А у Степанова в связи с большой загруженностью оставалось все меньше и меньше времени на ночные метания. Тем не менее иногда он находил-таки часик, чтобы навестить друзей или просто побезобразничать. Забегал к Иванову. Бывал, кстати, и у Николаева. Иногда, когда Алексеева засыпала на полу в прихожей, и диван был свободен, Степанов ложился на него сам спиной вниз и, глядя на ножку шкафа соседей сверху, провалившуюся через щель в потолке, декламировал что-то свое. За годы он терял оптимизм и веру. Ему начинало казаться, что он стал жертвой какого-то метакультурного обмана. «Все одинаково», - так он думал все чаще и чаще.
- Вся литература и все искусства - ложь, карикатура. - заявил он однажды, войдя к Николаеву, который варил рожки. - Нет никаких душевных мучений. Не грядет никакая катастрофа, все так и будет всегда меленько. Вот эта вся мельтешня и беготня с утра до вечера, и все эти мысли.
Он замочал и поправил на шее купленный недавно после долгих за и против галстук, внимательно следя за движениями Николаева. За окном как обычно смеркалось, а вода в сварившей не одну тонну рожков кастрюльке уже кипела.
- Может быть, надо просто попробовать научиться находить сильное страдание в маленьких вещах, - заметил Николаев, подумав. - Все остальное - действительно иллюзии и ничто. Давайте вместе научимся страдать практически из-за ничего. Приходить в ярость и плакать из-за ерунды и пустяков, просто проснувшись утром и посмотрев на улицу. А даже и не посмотрев!
- У меня так много дел сейчас, даже не знаю. Открыли новый цех... - пробубнил Степанов, внимательно рассматривая манжеты пиджака. - Ах, ну вот опять, увиливаю, пытаюсь придумать отговорки, прячу за манжетами истинное лицо. Сам и виноват во всем. Конечно, сам! Никогда я не буду одинок и непонят. Вот же...
- Мы можем даже разделиться, - продолжал Николаев (он всегда был рад возможности обсудить что-то важное). - Вы будете плакать, а я буду стараться приходить в ярость. А хотите, можно и наоборот. Начнем с начального уровня «А0», будем развивать. Есть и другие виды неприятных эмоций. Можно выложить мозаичное панно геенны сухими рожками на столе.

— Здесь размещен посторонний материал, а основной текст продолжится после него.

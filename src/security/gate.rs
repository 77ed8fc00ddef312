//! The Security Gate pipeline.
//!
//! Corresponds to spec.md §4.2: authenticate, authorize, rate-limit,
//! validate, sanitize, audit — applied, in that order, to every tool
//! call.

use std::sync::Arc;
use std::time::Duration;

use crate::config::Config;
use crate::error::AppError;
use crate::security::api_key::{hash_key, ApiKey};
use crate::security::audit::{hash_args, AuditRecord};
use crate::security::rate_limit::{RateDecision, RateLimiter};
use crate::security::validation;
use crate::store::Store;

pub struct SecurityGate {
    store: Arc<dyn Store>,
    rate_limiter: RateLimiter,
    max_string_len: usize,
    max_json_depth: usize,
}

/// Outcome of a successful admission: the resolved caller and the
/// sanitized arguments ready for schema-specific deserialization.
pub struct Admitted {
    pub key: ApiKey,
    pub args: serde_json::Value,
}

impl SecurityGate {
    pub fn new(store: Arc<dyn Store>, config: &Config) -> Self {
        Self {
            store,
            rate_limiter: RateLimiter::new(
                config.rate_limit_per_minute,
                config.rate_limit_per_hour,
                config.rate_limit_block_duration,
            ),
            max_string_len: config.max_string_len,
            max_json_depth: config.max_json_depth,
        }
    }

    /// Steps 1-5 of spec.md §4.2. Step 6 (audit) brackets the whole
    /// call and is emitted by the dispatcher via [`Self::audit_started`]
    /// / [`Self::audit_completed`] so that the completion record can
    /// carry latency and outcome.
    pub async fn admit(
        &self,
        credential: Option<&str>,
        tool_name: &str,
        args: serde_json::Value,
    ) -> Result<Admitted, AppError> {
        // 1. Authenticate.
        let credential = credential.ok_or_else(|| AppError::Unauthenticated("missing credential".into()))?;
        let hash = hash_key(credential);
        let mut key = self
            .store
            .get_api_key_by_hash(&hash)
            .await?
            .ok_or_else(|| AppError::Unauthenticated("unknown api key".into()))?;
        if key.disabled {
            return Err(AppError::Unauthenticated("api key is disabled".into()));
        }
        self.store.touch_api_key_last_used(key.id).await?;
        key.last_used_at = Some(chrono::Utc::now());

        // 2. Authorize.
        if !key.authorizes(tool_name) {
            return Err(AppError::Forbidden(format!(
                "api key is not permitted to call '{tool_name}'"
            )));
        }

        // 3. Rate-limit.
        match self.rate_limiter.check(&key.id.to_string()) {
            RateDecision::Admit => {}
            RateDecision::Blocked { retry_after } => {
                return Err(AppError::RateLimited {
                    retry_after_secs: retry_after.as_secs(),
                })
            }
        }

        // 4. Validate.
        validation::validate_json_depth(&args, self.max_json_depth)?;
        validate_string_leaves(&args, self.max_string_len)?;

        // 5. Sanitize.
        let sanitized = sanitize_value(&args);

        Ok(Admitted { key, args: sanitized })
    }

    pub async fn audit_started(&self, client_id: &str, tool: &str, args: &serde_json::Value) {
        let record = AuditRecord::started(client_id, tool, hash_args(args));
        if let Err(e) = self.store.append_audit(&record).await {
            tracing::warn!(error = %e, "failed to append audit start record");
        }
    }

    pub async fn audit_completed(
        &self,
        client_id: &str,
        tool: &str,
        args: &serde_json::Value,
        latency: Duration,
        error_kind: Option<String>,
    ) {
        let record = AuditRecord::completed(client_id, tool, hash_args(args), latency.as_millis() as u64, error_kind);
        if let Err(e) = self.store.append_audit(&record).await {
            tracing::warn!(error = %e, "failed to append audit completion record");
        }
    }

    pub fn evict_idle_rate_buckets(&self) {
        self.rate_limiter.evict_idle();
    }
}

fn validate_string_leaves(value: &serde_json::Value, max_len: usize) -> Result<(), AppError> {
    match value {
        serde_json::Value::String(s) => validation::validate_text_field("<field>", s, max_len),
        serde_json::Value::Array(items) => {
            for item in items {
                validate_string_leaves(item, max_len)?;
            }
            Ok(())
        }
        serde_json::Value::Object(map) => {
            for (key, v) in map {
                validation::validate_text_field(key, key, max_len.min(256))?;
                validate_string_leaves(v, max_len)?;
            }
            Ok(())
        }
        _ => Ok(()),
    }
}

fn sanitize_value(value: &serde_json::Value) -> serde_json::Value {
    match value {
        serde_json::Value::String(s) => serde_json::Value::String(validation::sanitize_text(s)),
        serde_json::Value::Array(items) => serde_json::Value::Array(items.iter().map(sanitize_value).collect()),
        serde_json::Value::Object(map) => serde_json::Value::Object(
            map.iter()
                .map(|(k, v)| (k.clone(), sanitize_value(v)))
                .collect(),
        ),
        other => other.clone(),
    }
}

#[cfg(test)]
mod tests {
    use super::*;
    use crate::store::sqlite::SqliteStore;

    async fn gate_with_key(permissions: Vec<String>) -> (SecurityGate, String) {
        let store: Arc<dyn Store> = Arc::new(SqliteStore::open_in_memory().unwrap());
        let (plaintext, record) = ApiKey::generate(permissions);
        store.put_api_key(&record).await.unwrap();
        let config = Config::from_env().unwrap();
        (SecurityGate::new(store, &config), plaintext)
    }

    #[tokio::test]
    async fn missing_credential_is_unauthenticated() {
        let (gate, _plaintext) = gate_with_key(vec!["*".to_string()]).await;
        let result = gate.admit(None, "health_check", serde_json::json!({})).await;
        assert!(matches!(result, Err(AppError::Unauthenticated(_))));
    }

    #[tokio::test]
    async fn unknown_credential_is_unauthenticated() {
        let (gate, _plaintext) = gate_with_key(vec!["*".to_string()]).await;
        let result = gate.admit(Some("bogus"), "health_check", serde_json::json!({})).await;
        assert!(matches!(result, Err(AppError::Unauthenticated(_))));
    }

    #[tokio::test]
    async fn restricted_key_cannot_call_out_of_scope_tool() {
        let (gate, plaintext) = gate_with_key(vec!["get_*".to_string()]).await;
        let result = gate
            .admit(Some(&plaintext), "create_evolving_crew", serde_json::json!({}))
            .await;
        assert!(matches!(result, Err(AppError::Forbidden(_))));
    }

    #[tokio::test]
    async fn eleventh_call_in_a_minute_is_rate_limited() {
        let (gate, plaintext) = gate_with_key(vec!["*".to_string()]).await;
        for _ in 0..10 {
            gate.admit(Some(&plaintext), "health_check", serde_json::json!({}))
                .await
                .unwrap();
        }
        let result = gate.admit(Some(&plaintext), "health_check", serde_json::json!({})).await;
        assert!(matches!(result, Err(AppError::RateLimited { .. })));
    }

    #[tokio::test]
    async fn sanitize_strips_nul_bytes_from_arguments() {
        let (gate, plaintext) = gate_with_key(vec!["*".to_string()]).await;
        let admitted = gate
            .admit(
                Some(&plaintext),
                "add_dynamic_instruction",
                serde_json::json!({ "instruction": "hello\0world" }),
            )
            .await
            .unwrap();
        assert_eq!(admitted.args["instruction"], "helloworld");
    }
}
//! Error taxonomy.
//!
//! Corresponds to spec.md §7. Mirrors the teacher's
//! `utilities::exceptions` pattern: one `thiserror` type per failure
//! kind, surfaced here as variants of a single closed `AppError` enum so
//! the dispatcher and JSON-RPC layer can match on `.code()` exhaustively.

use thiserror::Error;

/// The closed error taxonomy from spec.md §7.
#[derive(Debug, Error)]
pub enum AppError {
    #[error("unauthenticated: {0}")]
    Unauthenticated(String),

    #[error("forbidden: {0}")]
    Forbidden(String),

    #[error("rate limited, retry after {retry_after_secs}s")]
    RateLimited { retry_after_secs: u64 },

    #[error("invalid argument: {0}")]
    InvalidArgument(String),

    #[error("not found: {0}")]
    NotFound(String),

    #[error("conflict: {0}")]
    Conflict(String),

    #[error("misconfigured: {0}")]
    Misconfigured(String),

    #[error("unavailable: {0}")]
    Unavailable(String),

    #[error("deadline exceeded")]
    DeadlineExceeded,

    #[error("cancelled: {0}")]
    Cancelled(String),

    #[error("internal error (correlation id {correlation_id})")]
    Internal { correlation_id: String },
}

impl AppError {
    pub fn internal(detail: impl std::fmt::Display) -> Self {
        let correlation_id = uuid::Uuid::new_v4().to_string();
        tracing::error!(correlation_id = %correlation_id, detail = %detail, "internal error");
        AppError::Internal { correlation_id }
    }

    /// Numeric JSON-RPC error code for this taxonomy member.
    ///
    /// Standard JSON-RPC reserves -32768..-32000; application-specific
    /// codes below that range are used here, one per spec.md §7 row.
    pub fn code(&self) -> i64 {
        match self {
            AppError::Unauthenticated(_) => -32001,
            AppError::Forbidden(_) => -32002,
            AppError::RateLimited { .. } => -32003,
            AppError::InvalidArgument(_) => -32004,
            AppError::NotFound(_) => -32005,
            AppError::Conflict(_) => -32006,
            AppError::Misconfigured(_) => -32007,
            AppError::Unavailable(_) => -32008,
            AppError::DeadlineExceeded => -32009,
            AppError::Cancelled(_) => -32010,
            AppError::Internal { .. } => -32011,
        }
    }

    /// Short machine-readable kind name, used in audit records.
    pub fn kind(&self) -> &'static str {
        match self {
            AppError::Unauthenticated(_) => "Unauthenticated",
            AppError::Forbidden(_) => "Forbidden",
            AppError::RateLimited { .. } => "RateLimited",
            AppError::InvalidArgument(_) => "InvalidArgument",
            AppError::NotFound(_) => "NotFound",
            AppError::Conflict(_) => "Conflict",
            AppError::Misconfigured(_) => "Misconfigured",
            AppError::Unavailable(_) => "Unavailable",
            AppError::DeadlineExceeded => "DeadlineExceeded",
            AppError::Cancelled(_) => "Cancelled",
            AppError::Internal { .. } => "Internal",
        }
    }

    /// Message safe to return to a client: internal details (paths,
    /// stack frames, secrets) never reach this string — callers that
    /// need to log detail should do so separately via `tracing`.
    pub fn client_message(&self) -> String {
        match self {
            AppError::Internal { correlation_id } => {
                format!("internal error, correlation id {correlation_id}")
            }
            other => other.to_string(),
        }
    }
}

/// Error raised while parsing/validating process configuration.
/// Corresponds to exit code `2` in spec.md §6.4.
#[derive(Debug, Error)]
#[error("invalid configuration: {0}")]
pub struct ConfigError(pub String);

/// Error raised by the Store backend.
#[derive(Debug, Error)]
pub enum StoreError {
    #[error("entity not found: {0}")]
    NotFound(String),

    #[error("store unreachable: {0}")]
    Unreachable(String),

    #[error("transaction failed: {0}")]
    Transaction(String),

    #[error("serialization error: {0}")]
    Serialization(#[from] serde_json::Error),

    #[error("sqlite error: {0}")]
    Sqlite(#[from] rusqlite::Error),
}

impl From<StoreError> for AppError {
    fn from(e: StoreError) -> Self {
        match e {
            StoreError::NotFound(what) => AppError::NotFound(what),
            StoreError::Unreachable(msg) => AppError::Unavailable(msg),
            other => AppError::internal(other),
        }
    }
}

Продолжая говорить, Николаев вывалил вареные рожки в тарелку и посыпал их солью. Степанов вдруг как будто впервые увидел эти рожки.
- Что это? - крикнул он и машинально выхватил что-то из кармана (яблоко). - Вот, попробуйте-ка яблоко. «Белый налив», летний сорт. Вот и шов на нем. Досталось по оптовой цене.
Он выхватил тарелку с рожками из рук Николаева, сунул тому яблоко, и метнул тарелку на стол. На кухню вбрела растрепанная Алексеева. Увидев рожки, она тут же схватила ложку, попробовала их, подумала: «Невкусно», - взяла свое пальто и стремительно вышла на улицу, заспешив к себе домой. Была осень.
- Ой, вот же она, брошюра, - обрадованно воскликнул с недоверием нюхающий яблоко Николаев, бросив взгляд в то место, где прежде лежало темное пальто. - А уже несколько лет думал, что уже никогда ее не найду. Интересно будет посмотреть, как изменилось восприятие читаемого за время, прошедшее с исчезновения этого текста. Ведь я стал иным, получил какой-то новый осознанный и неосознанный опыт...
Степанов тоже скоро пошел домой ложиться спать.